Is he Captain Straub, the former naval officer? Dr. Straub, the scholar of international relations? Or simply Dan, the neighbor you might run into at a local meeting?
“They just call me Dan,” he said.
At 60 years old, after a 41-year career in the U.S. Navy, Straub is navigating a transition that is as much about identity as it is about geography.
Straub is what the Navy calls a “Mustang” — a sailor who enlisted straight out of high school in 1983 and rose through the ranks to become a captain, commanding warships and later advising the government as Division Chief for China, Taiwan, and Mongolia on the Joint Staff.
While his resume includes high-stakes operational successes, Straub said his leadership style was forged in the trenches.
“I learned that if you are going to be leading men and women, then you need to know the job they are doing and the challenges they face,” Straub said. For him, leadership was never about the authority of the rank, but about communicating the purpose behind it. “If they understand the why, then they’re going to follow you,” he said.
The pursuit of that “why” led Straub beyond the deck of a ship and into the classroom. Over the years, he built his education alongside his military career—starting with night classes while on shore duty, earning a bachelor’s degree in philosophy from Penn State, then a master’s in international relations while teaching at an ROTC unit at Boston University, and eventually completing a doctorate in security studies at the Naval Postgraduate School.
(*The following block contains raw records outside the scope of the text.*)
use std::time::{Duration, Instant};

use super::{ActuationError, ESCs};
use crate::types::output::{Motors, Position};

/// Throttle range in percent for spinning one motor on the bench
pub const SINGLE_THROTTLE: (f32, f32) = (5.0, 30.0);
/// Throttle range in percent for spinning all motors at once
pub const ALL_THROTTLE: (f32, f32) = (5.0, 20.0);
pub const MIN_DURATION: Duration = Duration::from_secs(1);
pub const MAX_DURATION: Duration = Duration::from_secs(5);
/// Rest between motors when testing them one by one
pub const PAUSE: Duration = Duration::from_secs(1);

/// Spins props-off motors for a bounded time at a bounded throttle
#[derive(Copy, Clone, Debug, PartialEq)]
pub struct SpinTest {
    /// `None` for all motors together
    pub motor: Option<Position>,
    pub throttle: f32,
    pub duration: Duration,
}

impl SpinTest {
    pub fn new(motor: Option<Position>, throttle: f32, duration: Duration) -> Self {
        let (min, max) = if motor.is_some() { SINGLE_THROTTLE } else { ALL_THROTTLE };
        let throttle = if throttle.is_finite() { throttle.clamp(min, max) } else { min };
        Self { motor, throttle, duration: duration.clamp(MIN_DURATION, MAX_DURATION) }
    }
}

/// Every motor in turn at the single motor limits
pub fn each_motor(throttle: f32, duration: Duration) -> Vec<SpinTest> {
    Position::ALL.iter().map(|&p| SpinTest::new(Some(p), throttle, duration)).collect()
}

/// Arms, runs the tests in order and disarms. `sleep` returns false to abort,
/// in which case the motors are stopped and the remaining tests skipped.
pub fn run(
    escs: &mut ESCs,
    tests: &[SpinTest],
    mut sleep: impl FnMut(Duration) -> bool,
) -> Result<(), ActuationError> {
    let result = spin(escs, tests, &mut sleep);
    let disarm = escs.disarm();
    result.and(disarm)
}

fn spin(
    escs: &mut ESCs,
    tests: &[SpinTest],
    sleep: &mut impl FnMut(Duration) -> bool,
) -> Result<(), ActuationError> {
    let start = Instant::now();
    escs.arm(start)?;
    if !sleep(escs.settle()) {
        return Ok(());
    }
    if !escs.poll_arming(start + escs.settle())? {
        return Err(ActuationError::NotArmed);
    }

    for (i, test) in tests.iter().enumerate() {
        if i > 0 && !sleep(PAUSE) {
            return Ok(());
        }
        let mut motors = Motors::default();
        match test.motor {
            Some(position) => motors.0[position as usize] = test.throttle,
            None => motors = Motors([test.throttle; 4]),
        }
        info!("Spinning {:?} at {}% for {:?}", test.motor, test.throttle, test.duration);
        escs.write_all(&motors)?;
        let completed = sleep(test.duration);
        escs.write_all(&Motors::default())?;
        if !completed {
            return Ok(());
        }
    }
    Ok(())
}

mod test {
    #[test]
    fn test_limits() {
        use std::time::Duration;

        use super::SpinTest;
        use crate::types::output::Position;

        let test = SpinTest::new(Some(Position::RearLeft), 80.0, Duration::from_secs(60));
        assert_eq!(test.throttle, 30.0);
        assert_eq!(test.duration, Duration::from_secs(5));

        let test = SpinTest::new(None, 25.0, Duration::from_millis(10));
        assert_eq!(test.throttle, 20.0);
        assert_eq!(test.duration, Duration::from_secs(1));

        assert_eq!(SpinTest::new(None, -3.0, Duration::from_secs(2)).throttle, 5.0);
        assert_eq!(SpinTest::new(None, f32::NAN, Duration::from_secs(2)).throttle, 5.0);
    }

    #[test]
    fn test_single_motor() {
        use std::time::Duration;

        use super::{run, SpinTest};
        use crate::esc::test::{motors_config, recorders};
        use crate::esc::ESCs;
        use crate::types::output::Position;

        let (recorders, outputs) = recorders();
        let mut escs = ESCs::new(outputs, &motors_config());
        let test = SpinTest::new(Some(Position::FrontRight), 20.0, Duration::from_secs(2));
        let mut sleeps = Vec::new();
        run(&mut escs, &[test], |duration| {
            sleeps.push(duration);
            true
        })
        .unwrap();

        assert_eq!(sleeps, vec![Duration::from_secs(2), Duration::from_secs(2)]);
        let history = recorders[1].pulses.lock().unwrap().clone();
        // arm pulse, settle, spin, stop, disarm
        assert_eq!(history, vec![1000, 1000, 1200, 1000, 1000]);
        let others = recorders[0].pulses.lock().unwrap().clone();
        assert!(others.iter().all(|&p| p == 1000));
        assert!(!escs.is_ready());
    }

    #[test]
    fn test_each_motor_in_turn() {
        use std::time::Duration;

        use super::{each_motor, run, PAUSE};
        use crate::esc::test::{motors_config, recorders};
        use crate::esc::ESCs;

        let (recorders, outputs) = recorders();
        let mut escs = ESCs::new(outputs, &motors_config());
        let mut pauses = 0;
        let tests = each_motor(15.0, Duration::from_secs(2));
        run(&mut escs, &tests, |duration| {
            if duration == PAUSE {
                pauses += 1;
            }
            true
        })
        .unwrap();
        assert_eq!(pauses, 3);
        for recorder in recorders.iter() {
            let history = recorder.pulses.lock().unwrap().clone();
            assert_eq!(history.iter().filter(|&&p| p == 1150).count(), 1);
            assert_eq!(history.last(), Some(&1000));
        }
    }

    #[test]
    fn test_abort_stops_motors() {
        use std::time::Duration;

        use super::{run, SpinTest};
        use crate::esc::test::{motors_config, recorders};
        use crate::esc::ESCs;

        let (recorders, outputs) = recorders();
        let mut escs = ESCs::new(outputs, &motors_config());
        let test = SpinTest::new(None, 10.0, Duration::from_secs(3));
        let mut calls = 0;
        run(&mut escs, &[test, test], |_| {
            calls += 1;
            // interrupted while spinning
            calls < 2
        })
        .unwrap();
        assert_eq!(calls, 2);
        for recorder in recorders.iter() {
            let history = recorder.pulses.lock().unwrap().clone();
            assert_eq!(history.iter().filter(|&&p| p == 1100).count(), 1);
            assert_eq!(history.last(), Some(&1000));
        }
    }
}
He often found himself bridging two worlds: facing physical storms at sea and the intellectual complexities of national strategy. To help his crew understand their place in the world, he taught political science courses on board so sailors could earn college credits while at sea.“Ultimately, the goal was to help the sailors understand the broader mission and the broader goals of the United States,” he said.
When Straub moved to Great Neck in 2020 to serve as director of Naval Science at the U.S. Merchant Marine Academy, he arrived at an unusual moment. The pandemic had emptied streets and sidewalks, making it difficult for him to get a feel for the neighborhood.“It was a time when nobody was outside,” he said.